Allan shook his head as he remembered how: “Pickles’ first act was to slash the advertising budget and shelve our festive commercial which was due to feature Myleene Klass
as a CGI-augmented reindeer. Then he replaced the winter billboard design with a close-up of his own grinning head above the logo – ‘Trust me, I am Tesco’.” Antevasia recalls,
clearly appalled. “I ask you, how is an image like that supposed to generate profits? It’ll only traumatise innocent children, and at Christmas too. Now he’s talking about a range
of Value puffer fish and only buying frozen curries from companies that employ Caucasian workers. It’s madness”
HDUK satisfied our curiosity by heading out to see how the local government supremo’s presence was impacting upon staff morale. On arrival at Pickles’ new base in Steeple
Bumpstead one seasonal shelf-stacker, who begged to remain anonymous, told us:
“He’s doing more harm than good you know. The bloke’s only been in situ a week but he’s big enough to get in everyone’s way.” The
female employee (right) then pulled both hands away from her midriff and puffed up her cheeks to emphasize Mr Pickles’ girth
before continuing.
“By closing time yesterday he’d already eaten his way through most of aisle four and this morning I came in for an early shift to find him
passed out in the pie section surrounded by pastry crumbs and partially-gnawed packaging. Two of my colleagues almost did their backs in dragging Eric out the back so we
could open for business. I’m no economist, but I don’t see how eating half our stock can help the situation.”

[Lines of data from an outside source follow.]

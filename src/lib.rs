//! Telemetry-instrumented record service library.

pub mod config;
pub mod http;
pub mod lifecycle;
pub mod observability;
pub mod resilience;
pub mod sampling;
pub mod store;
pub mod telemetry;

pub use config::schema::AppConfig;
pub use http::HttpServer;
pub use lifecycle::Shutdown;
pub use telemetry::TraceProvider;
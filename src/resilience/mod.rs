//! Resilience subsystem.
//!
//! # Data Flow
//! ```text
//! Export attempt to collector:
//!     → On failure: retries.rs (retryable? attempts left?)
//!     → backoff.rs (jittered exponential delay)
//!     → next attempt, or drop the batch with a warning
//! ```
//!
//! # Design Decisions
//! - Every export has a deadline (reqwest client timeout)
//! - Retries are bounded; an unreachable collector costs spans, not memory

pub mod backoff;
pub mod retries;

pub use retries::RetryPolicy;
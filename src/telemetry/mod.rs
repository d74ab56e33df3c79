//! Span pipeline subsystem.
//!
//! # Data Flow
//! ```text
//! sampler tick / failed request
//!     → tracer.rs (open span, close exactly once)
//!     → processor.rs (buffer, flush by size or hold time)
//!     → exporter.rs + wire.rs (JSON POST, bounded concurrency, bounded retry)
//!     → remote collector
//!
//! provider.rs owns the wiring: resource.rs identity + processor + exporter.
//! ```
//!
//! # Design Decisions
//! - Closing a span is a lock-protected append; network I/O is never on the
//!   caller's path
//! - One provider per process; the handle is passed explicitly to the
//!   sampler and the error reporter
//! - Undeliverable batches are retried a bounded number of times, then dropped
//!   with a warning

pub mod error;
pub mod exporter;
pub mod processor;
pub mod provider;
pub mod reporter;
pub mod resource;
pub mod span;
pub mod tracer;
pub mod wire;

pub use error::{ExportError, TelemetryError};
pub use exporter::{HttpExporter, InMemoryExporter, SpanExporter, SpanExporterBoxed};
pub use processor::{BatchConfig, BatchSpanProcessor, ExportMetrics};
pub use provider::TraceProvider;
pub use reporter::{ErrorReporter, Failure, RouteLabel};
pub use resource::Resource;
pub use span::{AttributeValue, Span, SpanStatus};
pub use tracer::{ActiveSpan, Tracer};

But as Home Defence was going to press Pickles showed no sign of relinquishing his Essex empire, with reports coming in of the MP’s latest initiative: a price war with rivals
Asda. If this fails to have the desired effect, Pickles is said to be ‘relaxed’ about letting any initial skirmishes develop into actual war, with the help of what he calls “meek,
suggestible and slight” Foreign Secretary, Phil Hammond.